■ **Extracted information**
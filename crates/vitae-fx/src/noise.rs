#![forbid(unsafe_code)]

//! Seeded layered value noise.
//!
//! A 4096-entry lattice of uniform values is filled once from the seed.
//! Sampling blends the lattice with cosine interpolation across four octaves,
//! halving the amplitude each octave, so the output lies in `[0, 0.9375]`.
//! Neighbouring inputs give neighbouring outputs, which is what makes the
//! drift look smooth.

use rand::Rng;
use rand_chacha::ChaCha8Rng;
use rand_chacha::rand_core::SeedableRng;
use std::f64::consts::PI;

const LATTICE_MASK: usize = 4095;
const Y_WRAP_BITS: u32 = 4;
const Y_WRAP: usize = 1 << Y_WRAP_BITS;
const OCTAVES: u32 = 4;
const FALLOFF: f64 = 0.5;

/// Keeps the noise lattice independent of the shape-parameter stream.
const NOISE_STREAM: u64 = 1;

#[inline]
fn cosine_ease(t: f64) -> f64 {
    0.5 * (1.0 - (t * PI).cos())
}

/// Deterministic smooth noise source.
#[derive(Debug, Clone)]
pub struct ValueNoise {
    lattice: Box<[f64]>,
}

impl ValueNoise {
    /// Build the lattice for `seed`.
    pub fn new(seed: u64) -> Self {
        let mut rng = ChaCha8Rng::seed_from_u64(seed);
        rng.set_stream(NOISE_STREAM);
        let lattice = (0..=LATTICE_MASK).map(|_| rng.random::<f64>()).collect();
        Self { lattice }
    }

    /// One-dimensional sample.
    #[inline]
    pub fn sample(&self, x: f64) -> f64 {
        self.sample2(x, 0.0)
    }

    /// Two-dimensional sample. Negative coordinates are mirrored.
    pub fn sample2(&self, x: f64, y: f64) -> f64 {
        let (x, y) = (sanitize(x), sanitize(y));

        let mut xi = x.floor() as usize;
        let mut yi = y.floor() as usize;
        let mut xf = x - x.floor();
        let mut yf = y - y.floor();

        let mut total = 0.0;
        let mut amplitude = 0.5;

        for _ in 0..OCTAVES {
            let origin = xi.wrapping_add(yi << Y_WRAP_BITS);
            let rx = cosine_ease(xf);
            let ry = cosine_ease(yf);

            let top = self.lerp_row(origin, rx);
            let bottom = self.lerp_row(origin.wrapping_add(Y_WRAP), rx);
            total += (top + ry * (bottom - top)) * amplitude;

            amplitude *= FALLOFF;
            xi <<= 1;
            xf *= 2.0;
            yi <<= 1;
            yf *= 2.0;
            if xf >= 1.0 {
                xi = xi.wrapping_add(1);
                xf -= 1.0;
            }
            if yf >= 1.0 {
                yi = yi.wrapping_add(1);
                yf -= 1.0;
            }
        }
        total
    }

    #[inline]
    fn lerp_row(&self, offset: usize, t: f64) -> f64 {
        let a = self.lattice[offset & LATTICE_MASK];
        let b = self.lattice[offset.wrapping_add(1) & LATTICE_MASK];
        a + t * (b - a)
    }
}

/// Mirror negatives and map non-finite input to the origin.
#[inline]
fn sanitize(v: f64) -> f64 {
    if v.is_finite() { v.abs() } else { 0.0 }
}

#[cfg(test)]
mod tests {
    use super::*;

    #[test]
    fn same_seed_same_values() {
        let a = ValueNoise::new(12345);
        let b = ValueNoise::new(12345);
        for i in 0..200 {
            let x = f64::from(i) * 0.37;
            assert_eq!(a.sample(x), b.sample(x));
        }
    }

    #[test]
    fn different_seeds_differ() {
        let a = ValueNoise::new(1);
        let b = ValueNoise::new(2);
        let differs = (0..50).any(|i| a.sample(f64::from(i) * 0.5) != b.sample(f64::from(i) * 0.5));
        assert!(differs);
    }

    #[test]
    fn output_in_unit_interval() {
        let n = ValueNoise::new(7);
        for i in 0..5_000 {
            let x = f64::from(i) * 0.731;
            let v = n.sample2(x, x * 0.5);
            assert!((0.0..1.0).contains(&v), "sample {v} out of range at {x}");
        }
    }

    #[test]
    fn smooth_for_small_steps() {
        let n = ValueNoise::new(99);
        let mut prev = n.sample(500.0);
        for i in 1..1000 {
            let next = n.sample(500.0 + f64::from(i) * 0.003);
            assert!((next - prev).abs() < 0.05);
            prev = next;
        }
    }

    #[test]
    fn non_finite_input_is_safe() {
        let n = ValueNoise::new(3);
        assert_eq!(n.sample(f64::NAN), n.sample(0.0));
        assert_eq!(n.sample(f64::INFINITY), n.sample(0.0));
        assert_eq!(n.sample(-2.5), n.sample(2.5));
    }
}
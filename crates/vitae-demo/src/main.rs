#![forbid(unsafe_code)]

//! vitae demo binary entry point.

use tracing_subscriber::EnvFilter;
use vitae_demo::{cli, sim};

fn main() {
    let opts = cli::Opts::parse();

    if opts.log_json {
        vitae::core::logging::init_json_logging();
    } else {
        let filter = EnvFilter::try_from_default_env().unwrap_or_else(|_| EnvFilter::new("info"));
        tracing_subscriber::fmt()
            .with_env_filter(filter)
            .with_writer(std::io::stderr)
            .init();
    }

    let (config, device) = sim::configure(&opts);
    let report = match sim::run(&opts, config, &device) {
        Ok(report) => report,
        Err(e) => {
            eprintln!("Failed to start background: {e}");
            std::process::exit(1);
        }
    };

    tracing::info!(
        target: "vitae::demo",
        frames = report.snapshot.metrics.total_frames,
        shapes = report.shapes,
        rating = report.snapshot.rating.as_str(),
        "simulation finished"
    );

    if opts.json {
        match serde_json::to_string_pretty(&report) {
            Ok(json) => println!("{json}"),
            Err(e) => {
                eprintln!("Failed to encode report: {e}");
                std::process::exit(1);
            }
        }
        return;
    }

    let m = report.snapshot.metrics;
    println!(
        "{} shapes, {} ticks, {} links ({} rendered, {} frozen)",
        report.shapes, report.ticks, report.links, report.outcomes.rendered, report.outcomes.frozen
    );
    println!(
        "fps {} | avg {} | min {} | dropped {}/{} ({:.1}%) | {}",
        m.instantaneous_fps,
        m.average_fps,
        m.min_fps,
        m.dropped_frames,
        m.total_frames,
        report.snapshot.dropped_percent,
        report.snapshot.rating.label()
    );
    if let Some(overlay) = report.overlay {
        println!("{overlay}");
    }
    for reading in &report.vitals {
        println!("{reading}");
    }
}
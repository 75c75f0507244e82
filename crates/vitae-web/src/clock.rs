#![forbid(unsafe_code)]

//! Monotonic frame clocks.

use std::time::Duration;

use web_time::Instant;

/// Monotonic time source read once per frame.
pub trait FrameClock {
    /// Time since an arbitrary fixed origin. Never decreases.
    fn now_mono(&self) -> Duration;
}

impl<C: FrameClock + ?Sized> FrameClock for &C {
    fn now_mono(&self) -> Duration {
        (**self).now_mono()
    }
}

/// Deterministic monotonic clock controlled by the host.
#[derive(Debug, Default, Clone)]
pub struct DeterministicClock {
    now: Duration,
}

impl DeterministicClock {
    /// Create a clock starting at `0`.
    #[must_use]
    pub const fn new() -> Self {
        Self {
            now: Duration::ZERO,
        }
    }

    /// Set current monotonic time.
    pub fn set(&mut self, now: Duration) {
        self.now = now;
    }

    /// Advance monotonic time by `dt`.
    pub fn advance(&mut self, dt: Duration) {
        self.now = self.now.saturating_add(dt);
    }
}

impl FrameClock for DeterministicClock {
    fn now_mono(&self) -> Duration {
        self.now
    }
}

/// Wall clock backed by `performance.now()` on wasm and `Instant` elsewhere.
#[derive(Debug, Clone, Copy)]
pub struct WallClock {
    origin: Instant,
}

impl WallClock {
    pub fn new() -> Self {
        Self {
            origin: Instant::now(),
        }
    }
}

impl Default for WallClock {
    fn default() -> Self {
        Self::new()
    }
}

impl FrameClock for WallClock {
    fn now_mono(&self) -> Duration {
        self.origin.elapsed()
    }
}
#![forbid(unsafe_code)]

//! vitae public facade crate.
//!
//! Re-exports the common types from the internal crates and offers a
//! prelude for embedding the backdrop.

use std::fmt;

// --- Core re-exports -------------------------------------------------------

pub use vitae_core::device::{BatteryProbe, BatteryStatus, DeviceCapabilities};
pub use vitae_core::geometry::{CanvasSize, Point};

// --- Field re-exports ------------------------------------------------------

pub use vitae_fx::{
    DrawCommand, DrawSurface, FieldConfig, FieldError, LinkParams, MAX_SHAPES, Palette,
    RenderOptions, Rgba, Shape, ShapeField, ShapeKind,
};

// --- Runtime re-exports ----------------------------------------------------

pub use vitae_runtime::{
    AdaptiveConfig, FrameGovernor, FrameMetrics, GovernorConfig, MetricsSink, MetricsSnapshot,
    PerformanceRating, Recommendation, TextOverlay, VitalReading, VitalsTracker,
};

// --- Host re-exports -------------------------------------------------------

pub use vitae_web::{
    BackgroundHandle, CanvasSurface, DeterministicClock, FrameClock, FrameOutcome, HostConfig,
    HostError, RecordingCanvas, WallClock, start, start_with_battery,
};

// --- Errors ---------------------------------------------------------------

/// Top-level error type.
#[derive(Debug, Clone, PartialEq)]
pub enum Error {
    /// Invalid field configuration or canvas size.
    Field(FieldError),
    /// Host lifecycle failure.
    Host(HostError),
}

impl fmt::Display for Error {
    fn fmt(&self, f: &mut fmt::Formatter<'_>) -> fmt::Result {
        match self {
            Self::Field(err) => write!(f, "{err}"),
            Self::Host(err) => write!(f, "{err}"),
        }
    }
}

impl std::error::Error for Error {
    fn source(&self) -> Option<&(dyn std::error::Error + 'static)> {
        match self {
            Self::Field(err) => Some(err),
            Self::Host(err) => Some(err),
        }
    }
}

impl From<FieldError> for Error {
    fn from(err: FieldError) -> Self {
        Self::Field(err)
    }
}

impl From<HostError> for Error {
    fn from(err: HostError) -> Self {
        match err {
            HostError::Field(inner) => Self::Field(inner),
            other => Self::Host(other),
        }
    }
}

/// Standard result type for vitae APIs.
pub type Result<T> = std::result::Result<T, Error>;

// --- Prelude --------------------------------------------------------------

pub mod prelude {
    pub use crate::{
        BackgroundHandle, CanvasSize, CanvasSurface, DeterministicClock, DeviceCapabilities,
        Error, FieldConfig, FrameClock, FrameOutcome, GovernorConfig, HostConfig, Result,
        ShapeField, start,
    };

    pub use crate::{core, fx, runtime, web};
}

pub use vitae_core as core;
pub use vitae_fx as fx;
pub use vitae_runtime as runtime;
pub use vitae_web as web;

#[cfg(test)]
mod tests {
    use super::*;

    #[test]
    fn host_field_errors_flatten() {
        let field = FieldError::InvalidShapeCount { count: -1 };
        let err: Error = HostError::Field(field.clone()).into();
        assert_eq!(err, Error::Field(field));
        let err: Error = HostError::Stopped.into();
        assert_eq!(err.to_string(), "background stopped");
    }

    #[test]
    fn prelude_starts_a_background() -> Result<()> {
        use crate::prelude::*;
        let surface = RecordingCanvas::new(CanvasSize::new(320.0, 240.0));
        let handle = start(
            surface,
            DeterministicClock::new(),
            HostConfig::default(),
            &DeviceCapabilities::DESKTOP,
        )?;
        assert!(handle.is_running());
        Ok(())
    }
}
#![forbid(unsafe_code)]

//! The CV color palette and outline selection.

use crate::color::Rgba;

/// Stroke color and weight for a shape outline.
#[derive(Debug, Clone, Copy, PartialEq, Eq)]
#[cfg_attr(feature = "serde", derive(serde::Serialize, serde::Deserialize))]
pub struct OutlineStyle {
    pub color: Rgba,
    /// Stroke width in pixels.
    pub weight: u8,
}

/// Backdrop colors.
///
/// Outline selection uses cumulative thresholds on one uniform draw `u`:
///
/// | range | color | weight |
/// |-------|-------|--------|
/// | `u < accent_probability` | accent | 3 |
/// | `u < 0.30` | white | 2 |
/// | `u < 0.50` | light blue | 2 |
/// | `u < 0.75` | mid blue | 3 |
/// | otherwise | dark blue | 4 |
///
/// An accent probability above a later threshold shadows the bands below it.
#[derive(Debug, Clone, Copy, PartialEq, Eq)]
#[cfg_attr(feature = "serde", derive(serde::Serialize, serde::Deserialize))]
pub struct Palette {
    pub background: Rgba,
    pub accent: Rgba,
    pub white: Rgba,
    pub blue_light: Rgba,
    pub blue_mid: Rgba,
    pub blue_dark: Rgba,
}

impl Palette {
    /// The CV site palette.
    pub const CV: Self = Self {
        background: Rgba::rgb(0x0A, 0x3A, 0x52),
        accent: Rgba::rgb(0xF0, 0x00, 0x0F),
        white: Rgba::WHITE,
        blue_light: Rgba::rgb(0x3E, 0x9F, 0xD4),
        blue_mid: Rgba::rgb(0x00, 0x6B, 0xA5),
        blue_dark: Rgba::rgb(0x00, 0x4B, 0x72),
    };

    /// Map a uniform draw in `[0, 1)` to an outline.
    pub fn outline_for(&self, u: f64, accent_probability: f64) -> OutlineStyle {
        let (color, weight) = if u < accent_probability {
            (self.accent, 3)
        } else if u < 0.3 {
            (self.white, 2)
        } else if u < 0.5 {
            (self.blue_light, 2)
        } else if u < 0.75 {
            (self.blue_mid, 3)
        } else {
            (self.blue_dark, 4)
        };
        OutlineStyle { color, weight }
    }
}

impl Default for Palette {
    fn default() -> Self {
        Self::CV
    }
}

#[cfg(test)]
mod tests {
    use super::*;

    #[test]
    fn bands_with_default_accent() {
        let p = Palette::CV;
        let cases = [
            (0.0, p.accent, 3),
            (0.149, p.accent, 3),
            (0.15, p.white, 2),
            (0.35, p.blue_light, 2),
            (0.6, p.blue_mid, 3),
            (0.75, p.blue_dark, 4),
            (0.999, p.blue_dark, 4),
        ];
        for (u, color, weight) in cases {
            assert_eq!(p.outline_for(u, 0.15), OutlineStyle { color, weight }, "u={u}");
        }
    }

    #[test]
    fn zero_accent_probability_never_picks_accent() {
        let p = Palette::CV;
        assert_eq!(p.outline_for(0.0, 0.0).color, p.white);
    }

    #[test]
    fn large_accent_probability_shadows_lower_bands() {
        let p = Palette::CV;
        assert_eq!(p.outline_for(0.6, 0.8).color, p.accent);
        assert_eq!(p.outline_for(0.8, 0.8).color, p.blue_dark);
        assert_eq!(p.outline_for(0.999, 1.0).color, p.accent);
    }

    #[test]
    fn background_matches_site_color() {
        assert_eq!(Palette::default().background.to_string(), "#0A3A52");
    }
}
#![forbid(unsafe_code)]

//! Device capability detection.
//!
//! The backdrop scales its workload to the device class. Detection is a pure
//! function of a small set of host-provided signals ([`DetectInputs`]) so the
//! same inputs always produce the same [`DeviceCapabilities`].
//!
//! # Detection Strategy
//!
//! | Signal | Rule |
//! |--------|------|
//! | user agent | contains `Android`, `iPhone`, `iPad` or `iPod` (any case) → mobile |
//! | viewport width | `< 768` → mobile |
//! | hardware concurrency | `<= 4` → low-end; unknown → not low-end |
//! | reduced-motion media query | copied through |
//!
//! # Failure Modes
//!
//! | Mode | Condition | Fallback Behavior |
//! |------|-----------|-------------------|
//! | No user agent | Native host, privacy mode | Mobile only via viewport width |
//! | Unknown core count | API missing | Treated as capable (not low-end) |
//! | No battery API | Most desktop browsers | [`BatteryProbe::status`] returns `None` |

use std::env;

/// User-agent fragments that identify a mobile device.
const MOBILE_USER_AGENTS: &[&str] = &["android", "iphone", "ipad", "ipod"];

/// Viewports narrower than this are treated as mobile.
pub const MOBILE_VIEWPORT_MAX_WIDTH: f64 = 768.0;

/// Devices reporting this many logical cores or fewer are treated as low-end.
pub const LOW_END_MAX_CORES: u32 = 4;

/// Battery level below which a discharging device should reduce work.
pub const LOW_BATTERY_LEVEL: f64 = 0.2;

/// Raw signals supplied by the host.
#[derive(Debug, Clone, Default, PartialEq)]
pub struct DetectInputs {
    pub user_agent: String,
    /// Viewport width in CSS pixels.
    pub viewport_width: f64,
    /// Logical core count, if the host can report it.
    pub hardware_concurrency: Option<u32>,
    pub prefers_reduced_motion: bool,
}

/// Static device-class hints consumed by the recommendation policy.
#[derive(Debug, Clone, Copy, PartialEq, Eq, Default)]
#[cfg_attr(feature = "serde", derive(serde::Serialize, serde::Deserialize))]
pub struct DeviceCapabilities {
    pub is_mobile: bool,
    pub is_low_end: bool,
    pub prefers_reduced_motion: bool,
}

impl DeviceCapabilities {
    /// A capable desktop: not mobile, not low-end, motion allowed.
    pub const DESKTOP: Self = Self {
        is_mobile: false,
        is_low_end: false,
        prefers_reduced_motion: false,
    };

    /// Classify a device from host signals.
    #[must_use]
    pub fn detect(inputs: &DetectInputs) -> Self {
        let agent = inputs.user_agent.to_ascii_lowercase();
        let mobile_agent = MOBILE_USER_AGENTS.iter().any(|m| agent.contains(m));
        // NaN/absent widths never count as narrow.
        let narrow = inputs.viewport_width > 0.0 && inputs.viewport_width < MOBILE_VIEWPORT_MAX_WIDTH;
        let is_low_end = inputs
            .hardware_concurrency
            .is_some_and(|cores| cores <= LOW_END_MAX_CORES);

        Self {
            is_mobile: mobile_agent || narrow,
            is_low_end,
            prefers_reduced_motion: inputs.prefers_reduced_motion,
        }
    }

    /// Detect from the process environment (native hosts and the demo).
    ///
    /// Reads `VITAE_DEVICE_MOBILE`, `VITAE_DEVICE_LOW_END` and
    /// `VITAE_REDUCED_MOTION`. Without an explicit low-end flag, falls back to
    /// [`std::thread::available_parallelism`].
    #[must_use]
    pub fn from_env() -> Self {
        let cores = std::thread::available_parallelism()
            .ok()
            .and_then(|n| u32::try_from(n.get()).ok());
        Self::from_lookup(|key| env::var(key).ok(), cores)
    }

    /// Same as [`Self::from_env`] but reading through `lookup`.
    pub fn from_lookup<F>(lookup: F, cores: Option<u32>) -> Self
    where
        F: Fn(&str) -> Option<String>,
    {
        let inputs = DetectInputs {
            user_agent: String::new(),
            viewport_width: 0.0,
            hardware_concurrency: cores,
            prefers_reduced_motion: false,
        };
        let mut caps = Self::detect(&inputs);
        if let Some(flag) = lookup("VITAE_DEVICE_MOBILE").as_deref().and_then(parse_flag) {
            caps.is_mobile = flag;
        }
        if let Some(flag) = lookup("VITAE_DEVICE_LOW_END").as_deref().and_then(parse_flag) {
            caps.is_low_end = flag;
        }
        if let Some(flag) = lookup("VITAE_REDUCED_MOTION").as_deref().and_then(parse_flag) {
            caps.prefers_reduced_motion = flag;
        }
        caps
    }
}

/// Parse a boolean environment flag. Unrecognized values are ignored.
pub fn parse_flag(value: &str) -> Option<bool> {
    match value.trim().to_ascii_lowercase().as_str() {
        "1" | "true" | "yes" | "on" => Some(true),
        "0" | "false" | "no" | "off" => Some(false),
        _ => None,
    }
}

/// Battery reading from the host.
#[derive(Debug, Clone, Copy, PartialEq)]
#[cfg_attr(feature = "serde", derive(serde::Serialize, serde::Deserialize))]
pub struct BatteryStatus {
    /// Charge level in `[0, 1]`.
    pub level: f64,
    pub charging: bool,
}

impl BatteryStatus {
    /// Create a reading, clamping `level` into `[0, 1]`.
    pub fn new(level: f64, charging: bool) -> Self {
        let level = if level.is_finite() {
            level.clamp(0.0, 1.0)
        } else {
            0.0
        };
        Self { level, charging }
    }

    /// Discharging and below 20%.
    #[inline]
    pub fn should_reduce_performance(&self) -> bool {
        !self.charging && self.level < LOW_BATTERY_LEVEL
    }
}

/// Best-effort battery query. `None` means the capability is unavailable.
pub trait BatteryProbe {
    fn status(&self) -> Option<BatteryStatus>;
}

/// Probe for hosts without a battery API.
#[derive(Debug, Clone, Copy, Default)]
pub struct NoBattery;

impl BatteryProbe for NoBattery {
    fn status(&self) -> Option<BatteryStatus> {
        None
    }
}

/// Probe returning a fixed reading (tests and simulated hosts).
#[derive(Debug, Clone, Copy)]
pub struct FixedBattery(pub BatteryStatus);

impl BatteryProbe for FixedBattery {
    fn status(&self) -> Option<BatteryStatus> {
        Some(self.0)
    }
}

■ **What the task asks**
If a line in the records above has the word "dimensional", copy it.

■ **Problem solution**
    /// One-dimensional sample.
    /// Two-dimensional sample. Negative coordinates are mirrored.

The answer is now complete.